What you should do:
Answer with a single number stating how many lines of the entries below include the string "false".

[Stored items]
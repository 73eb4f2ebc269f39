use crate::infer::infer_attribute;
use crate::serializer::BinaryXmlSerializer;
use crate::{Options, Result};
use quick_xml::events::{BytesStart, Event};
use quick_xml::Reader;
use std::io::{BufRead, Write};

/// Streams quick-xml events into serializer calls, in document order.
///
/// Namespace prefixes pass through verbatim; the first `xmlns` declaration
/// or colon-prefixed name seen produces a warning, once per run. Attribute
/// textual order is preserved.
pub(crate) struct Driver<W: Write> {
    serializer: BinaryXmlSerializer<W>,
    options: Options,
    warned_namespaces: bool,
    warned_encoding: bool,
}

impl<W: Write> Driver<W> {
    pub fn new(writer: W, options: Options) -> Result<Self> {
        Ok(Self {
            serializer: BinaryXmlSerializer::new(writer)?,
            options,
            warned_namespaces: false,
            warned_encoding: false,
        })
    }

    /// Consume the XML event stream and write the full ABX document
    pub fn run<R: BufRead>(mut self, mut reader: Reader<R>) -> Result<()> {
        reader
            .config_mut()
            .trim_text(self.options.collapse_whitespace);

        let mut buf = Vec::new();
        self.serializer.start_document()?;

        loop {
            match reader.read_event_into(&mut buf)? {
                Event::Start(e) => self.element(&e, false)?,
                Event::Empty(e) => self.element(&e, true)?,
                Event::End(e) => {
                    let name = std::str::from_utf8(e.name().as_ref())?.to_string();
                    self.serializer.end_tag(&name)?;
                }
                Event::Text(e) => {
                    let text = std::str::from_utf8(&e)?;
                    if is_whitespace_only(text) {
                        if !self.options.collapse_whitespace {
                            self.serializer.ignorable_whitespace(text)?;
                        }
                    } else {
                        self.serializer.text(text)?;
                    }
                }
                Event::CData(e) => {
                    let text = std::str::from_utf8(&e)?;
                    self.serializer.cdsect(text)?;
                }
                Event::Comment(e) => {
                    let text = std::str::from_utf8(&e)?;
                    self.serializer.comment(text)?;
                }
                Event::PI(e) => {
                    let target = std::str::from_utf8(e.target())?.to_string();
                    let content = e.content();
                    let data = if content.is_empty() {
                        None
                    } else {
                        Some(std::str::from_utf8(content)?.to_string())
                    };
                    if target == "xml" {
                        if let Some(content) = data.as_deref() {
                            self.check_encoding(content);
                        }
                    }
                    self.serializer
                        .processing_instruction(&target, data.as_deref())?;
                }
                Event::Decl(decl) => {
                    // The declaration is regenerated on decode; only check
                    // that the input does not claim a foreign encoding.
                    if let Some(enc_result) = decl.encoding() {
                        let enc_bytes = enc_result
                            .map_err(|e| crate::AbxError::XmlParsing(e.to_string()))?;
                        let enc = std::str::from_utf8(enc_bytes.as_ref())?.to_string();
                        self.check_encoding(&enc);
                    }
                }
                Event::DocType(e) => {
                    let text = std::str::from_utf8(&e)?;
                    self.serializer.docdecl(text)?;
                }
                Event::GeneralRef(e) => {
                    let name = std::str::from_utf8(&e)?;
                    self.serializer.entity_ref(name)?;
                }
                Event::Eof => break,
            }
            buf.clear();
        }

        self.serializer.end_document()
    }

    fn element(&mut self, e: &BytesStart, empty: bool) -> Result<()> {
        let name = std::str::from_utf8(e.name().as_ref())?.to_string();
        if name.contains(':') {
            self.warn_namespaces(&format!("Found prefixed element: {}", name));
        }

        self.serializer.start_tag(&name)?;

        for attr in e.attributes() {
            let attr = attr?;
            let attr_name = std::str::from_utf8(attr.key.as_ref())?.to_string();
            let attr_value = attr
                .unescape_value()
                .map_err(|e| crate::AbxError::XmlParsing(e.to_string()))?;

            if attr_name.starts_with("xmlns") || attr_name.contains(':') {
                self.warn_namespaces(&format!(
                    "Found namespace declaration or prefixed attribute: {}",
                    attr_name
                ));
            }

            let value = infer_attribute(&attr_value);
            self.serializer.attribute_value(&attr_name, &value)?;
        }

        if empty {
            self.serializer.end_tag(&name)?;
        }
        Ok(())
    }

    fn warn_namespaces(&mut self, message: &str) {
        if !self.warned_namespaces {
            self.warned_namespaces = true;
            self.options.warn("Namespaces and prefixes", message);
        }
    }

    fn check_encoding(&mut self, declared: &str) {
        if !declared.to_lowercase().contains("utf-8") && !self.warned_encoding {
            self.warned_encoding = true;
            self.options
                .warn("Non-UTF-8 encoding", &format!("Found in declaration: {}", declared));
        }
    }
}

fn is_whitespace_only(s: &str) -> bool {
    s.bytes().all(|b| matches!(b, b' ' | b'\t' | b'\n' | b'\r'))
}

Result for this task:
3